GIVEN ENTRIES:
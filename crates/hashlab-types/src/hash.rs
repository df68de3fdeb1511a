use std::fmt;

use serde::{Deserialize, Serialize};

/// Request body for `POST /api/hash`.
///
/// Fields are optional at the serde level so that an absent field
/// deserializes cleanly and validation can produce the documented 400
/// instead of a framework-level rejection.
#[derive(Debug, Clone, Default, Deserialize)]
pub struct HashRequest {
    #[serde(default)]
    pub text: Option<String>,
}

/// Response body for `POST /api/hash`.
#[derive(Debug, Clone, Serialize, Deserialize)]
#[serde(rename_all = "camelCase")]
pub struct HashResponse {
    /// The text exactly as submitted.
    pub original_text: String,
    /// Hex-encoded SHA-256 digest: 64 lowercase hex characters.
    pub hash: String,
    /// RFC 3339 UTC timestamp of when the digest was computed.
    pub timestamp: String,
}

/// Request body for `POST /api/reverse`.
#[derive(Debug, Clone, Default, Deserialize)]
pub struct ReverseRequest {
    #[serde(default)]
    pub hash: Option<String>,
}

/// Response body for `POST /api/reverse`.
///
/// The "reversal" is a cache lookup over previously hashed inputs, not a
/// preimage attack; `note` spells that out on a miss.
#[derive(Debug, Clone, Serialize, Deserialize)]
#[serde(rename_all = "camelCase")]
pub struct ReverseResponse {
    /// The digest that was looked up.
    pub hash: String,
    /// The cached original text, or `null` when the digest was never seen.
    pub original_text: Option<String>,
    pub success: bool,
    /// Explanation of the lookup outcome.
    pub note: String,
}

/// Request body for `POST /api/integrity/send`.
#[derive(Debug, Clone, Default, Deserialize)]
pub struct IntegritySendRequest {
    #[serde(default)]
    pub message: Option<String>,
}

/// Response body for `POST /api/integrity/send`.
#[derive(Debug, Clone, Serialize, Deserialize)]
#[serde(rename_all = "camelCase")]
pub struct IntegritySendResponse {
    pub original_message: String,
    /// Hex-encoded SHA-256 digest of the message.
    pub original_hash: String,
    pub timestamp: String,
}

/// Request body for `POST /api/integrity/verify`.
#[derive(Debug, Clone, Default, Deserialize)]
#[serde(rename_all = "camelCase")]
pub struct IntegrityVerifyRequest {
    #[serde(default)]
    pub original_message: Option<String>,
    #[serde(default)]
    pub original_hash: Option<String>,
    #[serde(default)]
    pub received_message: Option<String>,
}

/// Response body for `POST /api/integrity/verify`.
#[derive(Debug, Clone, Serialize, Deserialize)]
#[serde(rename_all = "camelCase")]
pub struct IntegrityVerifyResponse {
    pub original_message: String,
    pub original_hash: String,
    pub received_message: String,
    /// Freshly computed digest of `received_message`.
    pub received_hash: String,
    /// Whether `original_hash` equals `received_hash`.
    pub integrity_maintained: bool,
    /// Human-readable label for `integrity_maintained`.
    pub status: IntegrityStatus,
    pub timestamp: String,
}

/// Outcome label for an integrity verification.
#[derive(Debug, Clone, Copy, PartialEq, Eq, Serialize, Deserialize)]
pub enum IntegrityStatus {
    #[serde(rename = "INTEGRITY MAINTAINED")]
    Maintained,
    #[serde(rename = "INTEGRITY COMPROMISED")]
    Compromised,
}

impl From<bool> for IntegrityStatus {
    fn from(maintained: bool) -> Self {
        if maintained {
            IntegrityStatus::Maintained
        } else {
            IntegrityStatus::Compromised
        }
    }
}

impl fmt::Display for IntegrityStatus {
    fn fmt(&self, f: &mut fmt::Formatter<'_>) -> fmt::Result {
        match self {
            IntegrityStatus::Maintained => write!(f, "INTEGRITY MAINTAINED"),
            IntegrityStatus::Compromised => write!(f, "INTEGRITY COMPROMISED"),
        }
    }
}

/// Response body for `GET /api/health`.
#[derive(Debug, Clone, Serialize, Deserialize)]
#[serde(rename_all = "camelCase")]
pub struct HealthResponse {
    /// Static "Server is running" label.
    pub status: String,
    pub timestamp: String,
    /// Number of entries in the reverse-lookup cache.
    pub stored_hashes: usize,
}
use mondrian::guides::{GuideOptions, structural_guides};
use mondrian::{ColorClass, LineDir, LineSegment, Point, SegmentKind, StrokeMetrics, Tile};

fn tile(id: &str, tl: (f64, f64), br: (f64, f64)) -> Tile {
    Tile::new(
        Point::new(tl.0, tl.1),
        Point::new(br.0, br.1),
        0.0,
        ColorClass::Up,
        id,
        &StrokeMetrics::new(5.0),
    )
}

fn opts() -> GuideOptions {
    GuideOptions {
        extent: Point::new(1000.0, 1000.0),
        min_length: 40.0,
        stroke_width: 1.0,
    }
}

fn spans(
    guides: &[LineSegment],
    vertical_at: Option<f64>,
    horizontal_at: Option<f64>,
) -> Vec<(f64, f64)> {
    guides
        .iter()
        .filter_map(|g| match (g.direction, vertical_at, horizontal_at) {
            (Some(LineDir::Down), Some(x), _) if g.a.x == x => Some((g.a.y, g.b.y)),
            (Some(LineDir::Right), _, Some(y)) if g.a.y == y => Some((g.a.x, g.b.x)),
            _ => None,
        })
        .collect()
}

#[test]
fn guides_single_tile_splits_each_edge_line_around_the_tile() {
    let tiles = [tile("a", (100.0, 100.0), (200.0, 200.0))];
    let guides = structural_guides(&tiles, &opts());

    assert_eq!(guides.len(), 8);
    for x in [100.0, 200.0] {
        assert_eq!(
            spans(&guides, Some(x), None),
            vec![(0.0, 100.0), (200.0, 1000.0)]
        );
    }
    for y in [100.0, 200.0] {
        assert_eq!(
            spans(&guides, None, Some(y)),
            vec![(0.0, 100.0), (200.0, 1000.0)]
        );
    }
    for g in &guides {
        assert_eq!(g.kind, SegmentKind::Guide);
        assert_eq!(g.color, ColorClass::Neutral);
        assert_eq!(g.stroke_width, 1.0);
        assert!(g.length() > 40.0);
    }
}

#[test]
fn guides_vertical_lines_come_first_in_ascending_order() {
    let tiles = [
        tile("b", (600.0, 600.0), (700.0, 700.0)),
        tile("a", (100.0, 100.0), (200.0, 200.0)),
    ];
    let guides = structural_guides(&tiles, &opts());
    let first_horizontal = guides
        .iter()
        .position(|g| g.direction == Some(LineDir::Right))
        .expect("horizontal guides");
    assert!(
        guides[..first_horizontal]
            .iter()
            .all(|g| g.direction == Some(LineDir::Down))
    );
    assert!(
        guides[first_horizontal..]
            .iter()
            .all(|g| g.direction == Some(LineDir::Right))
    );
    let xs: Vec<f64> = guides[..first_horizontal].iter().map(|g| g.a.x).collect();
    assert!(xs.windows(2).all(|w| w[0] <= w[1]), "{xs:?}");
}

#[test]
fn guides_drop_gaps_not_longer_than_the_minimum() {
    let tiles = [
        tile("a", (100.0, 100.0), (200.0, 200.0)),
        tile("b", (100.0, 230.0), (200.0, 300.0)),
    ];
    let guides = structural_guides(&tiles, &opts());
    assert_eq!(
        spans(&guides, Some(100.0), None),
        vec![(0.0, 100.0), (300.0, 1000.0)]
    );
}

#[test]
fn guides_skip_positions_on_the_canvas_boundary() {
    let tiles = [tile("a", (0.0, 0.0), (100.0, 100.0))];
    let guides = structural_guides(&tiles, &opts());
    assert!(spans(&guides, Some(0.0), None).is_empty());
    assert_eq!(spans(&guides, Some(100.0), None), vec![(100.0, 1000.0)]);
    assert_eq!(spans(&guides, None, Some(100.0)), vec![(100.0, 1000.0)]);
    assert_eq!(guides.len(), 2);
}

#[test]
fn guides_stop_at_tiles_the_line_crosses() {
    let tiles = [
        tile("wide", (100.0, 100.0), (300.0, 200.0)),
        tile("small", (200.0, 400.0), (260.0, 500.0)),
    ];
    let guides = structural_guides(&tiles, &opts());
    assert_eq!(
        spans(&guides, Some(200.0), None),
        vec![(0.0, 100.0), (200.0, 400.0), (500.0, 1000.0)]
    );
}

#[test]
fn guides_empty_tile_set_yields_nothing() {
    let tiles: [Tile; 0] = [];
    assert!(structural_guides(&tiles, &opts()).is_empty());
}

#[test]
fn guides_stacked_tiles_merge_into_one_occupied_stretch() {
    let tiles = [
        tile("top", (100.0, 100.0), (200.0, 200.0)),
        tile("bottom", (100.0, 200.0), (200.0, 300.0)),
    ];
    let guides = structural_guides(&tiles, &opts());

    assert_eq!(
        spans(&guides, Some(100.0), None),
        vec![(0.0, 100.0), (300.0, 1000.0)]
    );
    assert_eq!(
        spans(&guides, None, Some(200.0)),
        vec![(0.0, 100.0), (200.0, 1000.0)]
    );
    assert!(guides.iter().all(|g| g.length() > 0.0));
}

ASSIGNMENT:
Please set down again, word for word, only the lines from the start of the entries through the line with "an absent field", both ends included.

ANSWER SPACE:
filename crates/hashlab-types/src/hash.rs
repository df68de3fdeb1511a
use std::fmt;

use serde::{Deserialize, Serialize};

/// Request body for `POST /api/hash`.
///
/// Fields are optional at the serde level so that an absent field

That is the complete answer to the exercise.